* What you have to do: Could you write the entries out again, exactly as they are?

* Excerpted data:
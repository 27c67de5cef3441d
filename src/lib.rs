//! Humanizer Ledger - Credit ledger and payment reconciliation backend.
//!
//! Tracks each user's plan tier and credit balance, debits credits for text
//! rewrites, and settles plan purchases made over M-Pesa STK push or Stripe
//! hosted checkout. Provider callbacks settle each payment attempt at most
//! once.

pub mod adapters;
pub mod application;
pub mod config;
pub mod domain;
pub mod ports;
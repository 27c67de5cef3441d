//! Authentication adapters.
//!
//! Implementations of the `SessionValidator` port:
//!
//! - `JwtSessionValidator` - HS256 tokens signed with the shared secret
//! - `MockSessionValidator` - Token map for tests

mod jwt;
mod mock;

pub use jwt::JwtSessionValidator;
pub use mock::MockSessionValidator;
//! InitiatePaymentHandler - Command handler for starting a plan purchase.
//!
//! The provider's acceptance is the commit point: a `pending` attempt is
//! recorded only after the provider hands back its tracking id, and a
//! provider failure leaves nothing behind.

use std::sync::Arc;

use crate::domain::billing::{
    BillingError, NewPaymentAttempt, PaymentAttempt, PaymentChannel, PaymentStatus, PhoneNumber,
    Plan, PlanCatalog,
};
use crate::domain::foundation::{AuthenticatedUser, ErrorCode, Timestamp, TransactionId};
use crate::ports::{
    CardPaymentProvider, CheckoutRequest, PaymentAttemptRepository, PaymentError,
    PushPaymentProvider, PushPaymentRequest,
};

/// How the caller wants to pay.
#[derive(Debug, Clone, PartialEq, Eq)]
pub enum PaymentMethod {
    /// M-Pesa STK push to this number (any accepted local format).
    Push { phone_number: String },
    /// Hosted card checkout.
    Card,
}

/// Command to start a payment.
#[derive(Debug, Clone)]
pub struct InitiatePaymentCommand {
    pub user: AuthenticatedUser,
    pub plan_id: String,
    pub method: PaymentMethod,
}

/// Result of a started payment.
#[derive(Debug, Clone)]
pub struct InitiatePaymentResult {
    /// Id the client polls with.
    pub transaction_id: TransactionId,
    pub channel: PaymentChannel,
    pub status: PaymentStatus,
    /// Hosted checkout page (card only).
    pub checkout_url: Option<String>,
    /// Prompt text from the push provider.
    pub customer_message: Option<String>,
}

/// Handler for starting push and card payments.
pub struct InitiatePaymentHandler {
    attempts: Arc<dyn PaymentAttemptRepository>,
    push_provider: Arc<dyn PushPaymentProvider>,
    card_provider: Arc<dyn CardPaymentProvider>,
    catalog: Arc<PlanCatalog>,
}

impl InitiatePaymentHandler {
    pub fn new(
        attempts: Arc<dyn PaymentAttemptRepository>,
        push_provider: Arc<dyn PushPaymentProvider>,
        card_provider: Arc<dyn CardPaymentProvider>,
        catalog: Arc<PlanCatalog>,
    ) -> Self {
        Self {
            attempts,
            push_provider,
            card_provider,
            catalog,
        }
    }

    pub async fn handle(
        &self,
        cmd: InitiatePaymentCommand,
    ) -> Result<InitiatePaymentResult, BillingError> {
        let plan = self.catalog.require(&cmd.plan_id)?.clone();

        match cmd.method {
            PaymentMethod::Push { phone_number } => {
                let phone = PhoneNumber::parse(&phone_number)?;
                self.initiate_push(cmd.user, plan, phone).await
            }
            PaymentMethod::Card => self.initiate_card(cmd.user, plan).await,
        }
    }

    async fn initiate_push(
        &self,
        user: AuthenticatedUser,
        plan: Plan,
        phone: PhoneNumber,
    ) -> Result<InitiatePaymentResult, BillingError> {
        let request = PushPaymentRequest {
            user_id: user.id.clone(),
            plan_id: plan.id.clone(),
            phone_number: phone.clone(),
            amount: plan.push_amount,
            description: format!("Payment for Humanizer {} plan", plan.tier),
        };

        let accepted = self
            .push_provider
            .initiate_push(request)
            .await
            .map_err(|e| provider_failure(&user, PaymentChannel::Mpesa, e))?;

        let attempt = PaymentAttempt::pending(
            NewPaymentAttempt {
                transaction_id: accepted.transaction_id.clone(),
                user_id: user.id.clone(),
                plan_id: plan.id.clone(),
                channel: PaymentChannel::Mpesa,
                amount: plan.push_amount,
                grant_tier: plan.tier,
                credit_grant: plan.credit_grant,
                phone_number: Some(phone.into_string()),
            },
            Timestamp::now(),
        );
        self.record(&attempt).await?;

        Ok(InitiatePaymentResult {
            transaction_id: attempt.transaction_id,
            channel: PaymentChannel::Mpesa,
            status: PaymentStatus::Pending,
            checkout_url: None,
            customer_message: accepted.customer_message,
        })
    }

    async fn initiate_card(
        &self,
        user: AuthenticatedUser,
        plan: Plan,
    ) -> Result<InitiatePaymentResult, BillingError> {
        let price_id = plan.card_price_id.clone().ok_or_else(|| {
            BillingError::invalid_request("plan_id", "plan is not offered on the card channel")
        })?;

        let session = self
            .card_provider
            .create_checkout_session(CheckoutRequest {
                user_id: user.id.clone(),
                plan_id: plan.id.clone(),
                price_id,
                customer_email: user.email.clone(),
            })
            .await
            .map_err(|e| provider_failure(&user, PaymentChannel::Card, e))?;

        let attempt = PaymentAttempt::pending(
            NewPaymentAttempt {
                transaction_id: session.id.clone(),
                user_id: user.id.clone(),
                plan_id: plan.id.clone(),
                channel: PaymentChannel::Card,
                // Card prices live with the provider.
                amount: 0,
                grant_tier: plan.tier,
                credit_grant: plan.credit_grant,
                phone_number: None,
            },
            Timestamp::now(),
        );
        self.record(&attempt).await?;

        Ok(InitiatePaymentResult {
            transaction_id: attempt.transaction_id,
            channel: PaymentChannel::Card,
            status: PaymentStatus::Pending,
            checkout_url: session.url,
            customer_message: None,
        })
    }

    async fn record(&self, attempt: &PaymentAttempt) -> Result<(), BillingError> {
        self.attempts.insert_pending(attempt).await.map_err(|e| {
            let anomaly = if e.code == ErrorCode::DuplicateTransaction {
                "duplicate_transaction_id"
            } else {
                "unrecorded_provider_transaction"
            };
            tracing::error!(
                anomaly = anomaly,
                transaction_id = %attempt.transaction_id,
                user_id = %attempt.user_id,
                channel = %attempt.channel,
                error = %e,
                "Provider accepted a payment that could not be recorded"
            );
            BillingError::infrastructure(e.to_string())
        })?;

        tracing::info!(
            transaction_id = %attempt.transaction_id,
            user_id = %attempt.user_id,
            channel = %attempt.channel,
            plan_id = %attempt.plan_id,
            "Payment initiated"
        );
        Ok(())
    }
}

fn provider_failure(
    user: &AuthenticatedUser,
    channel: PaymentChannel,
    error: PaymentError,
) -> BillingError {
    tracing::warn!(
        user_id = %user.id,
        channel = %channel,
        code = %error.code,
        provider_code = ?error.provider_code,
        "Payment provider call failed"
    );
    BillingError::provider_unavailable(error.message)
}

* Response:
repository 27c67de5cef3441d
filename src/lib.rs
//! Humanizer Ledger - Credit ledger and payment reconciliation backend.
//!
//! Tracks each user's plan tier and credit balance, debits credits for text
//! rewrites, and settles plan purchases made over M-Pesa STK push or Stripe
//! hosted checkout. Provider callbacks settle each payment attempt at most
//! once.

pub mod adapters;
pub mod application;
pub mod config;
pub mod domain;
pub mod ports;
repository 27c67de5cef3441d
//! Authentication adapters.
//!
//! Implementations of the `SessionValidator` port:
//!
//! - `JwtSessionValidator` - HS256 tokens signed with the shared secret
//! - `MockSessionValidator` - Token map for tests

mod jwt;
mod mock;

pub use jwt::JwtSessionValidator;
pub use mock::MockSessionValidator;
//! InitiatePaymentHandler - Command handler for starting a plan purchase.
//!
//! The provider's acceptance is the commit point: a `pending` attempt is
//! recorded only after the provider hands back its tracking id, and a
//! provider failure leaves nothing behind.

use std::sync::Arc;

use crate::domain::billing::{
    BillingError, NewPaymentAttempt, PaymentAttempt, PaymentChannel, PaymentStatus, PhoneNumber,
    Plan, PlanCatalog,
};
use crate::domain::foundation::{AuthenticatedUser, ErrorCode, Timestamp, TransactionId};
use crate::ports::{
    CardPaymentProvider, CheckoutRequest, PaymentAttemptRepository, PaymentError,
    PushPaymentProvider, PushPaymentRequest,
};

/// How the caller wants to pay.
#[derive(Debug, Clone, PartialEq, Eq)]
pub enum PaymentMethod {
    /// M-Pesa STK push to this number (any accepted local format).
    Push { phone_number: String },
    /// Hosted card checkout.
    Card,
}

/// Command to start a payment.
#[derive(Debug, Clone)]
pub struct InitiatePaymentCommand {
    pub user: AuthenticatedUser,
    pub plan_id: String,
    pub method: PaymentMethod,
}

/// Result of a started payment.
#[derive(Debug, Clone)]
pub struct InitiatePaymentResult {
    /// Id the client polls with.
    pub transaction_id: TransactionId,
    pub channel: PaymentChannel,
    pub status: PaymentStatus,
    /// Hosted checkout page (card only).
    pub checkout_url: Option<String>,
    /// Prompt text from the push provider.
    pub customer_message: Option<String>,
}

/// Handler for starting push and card payments.
pub struct InitiatePaymentHandler {
    attempts: Arc<dyn PaymentAttemptRepository>,
    push_provider: Arc<dyn PushPaymentProvider>,
    card_provider: Arc<dyn CardPaymentProvider>,
    catalog: Arc<PlanCatalog>,
}

impl InitiatePaymentHandler {
    pub fn new(
        attempts: Arc<dyn PaymentAttemptRepository>,
        push_provider: Arc<dyn PushPaymentProvider>,
        card_provider: Arc<dyn CardPaymentProvider>,
        catalog: Arc<PlanCatalog>,
    ) -> Self {
        Self {
            attempts,
            push_provider,
            card_provider,
            catalog,
        }
    }

    pub async fn handle(
        &self,
        cmd: InitiatePaymentCommand,
    ) -> Result<InitiatePaymentResult, BillingError> {
        let plan = self.catalog.require(&cmd.plan_id)?.clone();

        match cmd.method {
            PaymentMethod::Push { phone_number } => {
                let phone = PhoneNumber::parse(&phone_number)?;
                self.initiate_push(cmd.user, plan, phone).await
            }
            PaymentMethod::Card => self.initiate_card(cmd.user, plan).await,
        }
    }

    async fn initiate_push(
        &self,
        user: AuthenticatedUser,
        plan: Plan,
        phone: PhoneNumber,
    ) -> Result<InitiatePaymentResult, BillingError> {
        let request = PushPaymentRequest {
            user_id: user.id.clone(),
            plan_id: plan.id.clone(),
            phone_number: phone.clone(),
            amount: plan.push_amount,
            description: format!("Payment for Humanizer {} plan", plan.tier),
        };

        let accepted = self
            .push_provider
            .initiate_push(request)
            .await
            .map_err(|e| provider_failure(&user, PaymentChannel::Mpesa, e))?;

        let attempt = PaymentAttempt::pending(
            NewPaymentAttempt {
                transaction_id: accepted.transaction_id.clone(),
                user_id: user.id.clone(),
                plan_id: plan.id.clone(),
                channel: PaymentChannel::Mpesa,
                amount: plan.push_amount,
                grant_tier: plan.tier,
                credit_grant: plan.credit_grant,
                phone_number: Some(phone.into_string()),
            },
            Timestamp::now(),
        );
        self.record(&attempt).await?;

        Ok(InitiatePaymentResult {
            transaction_id: attempt.transaction_id,
            channel: PaymentChannel::Mpesa,
            status: PaymentStatus::Pending,
            checkout_url: None,
            customer_message: accepted.customer_message,
        })
    }

    async fn initiate_card(
        &self,
        user: AuthenticatedUser,
        plan: Plan,
    ) -> Result<InitiatePaymentResult, BillingError> {
        let price_id = plan.card_price_id.clone().ok_or_else(|| {
            BillingError::invalid_request("plan_id", "plan is not offered on the card channel")
        })?;

        let session = self
            .card_provider
            .create_checkout_session(CheckoutRequest {
                user_id: user.id.clone(),
                plan_id: plan.id.clone(),
                price_id,
                customer_email: user.email.clone(),
            })
            .await
            .map_err(|e| provider_failure(&user, PaymentChannel::Card, e))?;

        let attempt = PaymentAttempt::pending(
            NewPaymentAttempt {
                transaction_id: session.id.clone(),
                user_id: user.id.clone(),
                plan_id: plan.id.clone(),
                channel: PaymentChannel::Card,
                // Card prices live with the provider.
                amount: 0,
                grant_tier: plan.tier,
                credit_grant: plan.credit_grant,
                phone_number: None,
            },
            Timestamp::now(),
        );
        self.record(&attempt).await?;

        Ok(InitiatePaymentResult {
            transaction_id: attempt.transaction_id,
            channel: PaymentChannel::Card,
            status: PaymentStatus::Pending,
            checkout_url: session.url,
            customer_message: None,
        })
    }

    async fn record(&self, attempt: &PaymentAttempt) -> Result<(), BillingError> {
        self.attempts.insert_pending(attempt).await.map_err(|e| {
            let anomaly = if e.code == ErrorCode::DuplicateTransaction {
                "duplicate_transaction_id"
            } else {
                "unrecorded_provider_transaction"
            };
            tracing::error!(
                anomaly = anomaly,
                transaction_id = %attempt.transaction_id,
                user_id = %attempt.user_id,
                channel = %attempt.channel,
                error = %e,
                "Provider accepted a payment that could not be recorded"
            );
            BillingError::infrastructure(e.to_string())
        })?;

        tracing::info!(
            transaction_id = %attempt.transaction_id,
            user_id = %attempt.user_id,
            channel = %attempt.channel,
            plan_id = %attempt.plan_id,
            "Payment initiated"
        );
        Ok(())
    }
}

fn provider_failure(
    user: &AuthenticatedUser,
    channel: PaymentChannel,
    error: PaymentError,
) -> BillingError {
    tracing::warn!(
        user_id = %user.id,
        channel = %channel,
        code = %error.code,
        provider_code = ?error.provider_code,
        "Payment provider call failed"
    );
    BillingError::provider_unavailable(error.message)
}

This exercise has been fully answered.